About 15,000 angiosperms are dioecious, but the mechanisms of sex determination in plants remain poorly understood. In particular, how Y chromosomes evolve and degenerate, and whether dosage compensation evolves as a response, are matters of debate. Here, we focus on Coccinia grandis, a dioecious cucurbit with the highest level of X/Y heteromorphy recorded so far. We identified sex-linked genes using RNA sequences from a cross and a model-based method termed SEX-DETector. Parents and F1 individuals were genotyped, and the transmission patterns of SNPs were then analyzed. In the >1300 sex-linked genes studied, maximum X-Y divergence was 0.13-0.17, and substantial Y degeneration is implied by an average Y/X expression ratio of 0.63 and an inferred gene loss on the Y of ~40%. We also found reduced Y gene expression being compensated by elevated expression of corresponding genes on the X and an excess of sex-biased genes on the sex chromosomes.

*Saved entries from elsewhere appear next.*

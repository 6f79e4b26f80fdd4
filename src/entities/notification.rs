use chrono::{DateTime, Utc};
use sea_orm::entity::prelude::*;
use serde::{Deserialize, Serialize};
use strum::{Display, EnumString};

#[derive(Clone, Debug, PartialEq, DeriveEntityModel, Serialize, Deserialize)]
#[sea_orm(table_name = "notifications")]
pub struct Model {
    #[sea_orm(primary_key)]
    pub id: i64,
    pub user_id: i64,
    /// One of the `NotificationCategory` wire names.
    pub category: String,
    pub title: String,
    pub message: String,
    /// Entity the notification points at (lot, supply request, ...).
    pub related_id: Option<i64>,
    pub product_id: Option<i64>,
    pub store_id: Option<i64>,
    pub is_read: bool,
    pub read_at: Option<DateTime<Utc>>,
    pub created_at: DateTime<Utc>,
}

#[derive(Copy, Clone, Debug, EnumIter, DeriveRelation)]
pub enum Relation {
    #[sea_orm(
        belongs_to = "super::user::Entity",
        from = "Column::UserId",
        to = "super::user::Column::Id"
    )]
    User,
}

impl Related<super::user::Entity> for Entity {
    fn to() -> RelationDef {
        Relation::User.def()
    }
}

impl ActiveModelBehavior for ActiveModel {}

#[derive(Debug, Clone, Copy, PartialEq, Eq, Serialize, Deserialize, Display, EnumString)]
#[serde(rename_all = "snake_case")]
#[strum(serialize_all = "snake_case")]
pub enum NotificationCategory {
    LowStock,
    UnpaidInventory,
    PendingSupplyRequest,
    SupplyRequestStatus,
    Message,
}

Molecular evolution of sex-linked genes in C. grandis is thus comparable to that in Silene latifolia, another dioecious plant with a strongly heteromorphic XY system, and cucurbits are the fourth plant family in which dosage compensation is described, suggesting it might be common in plants.

Keywords: Y degeneration; cucurbits; dioecy; sex chromosomes; sex-biased genes.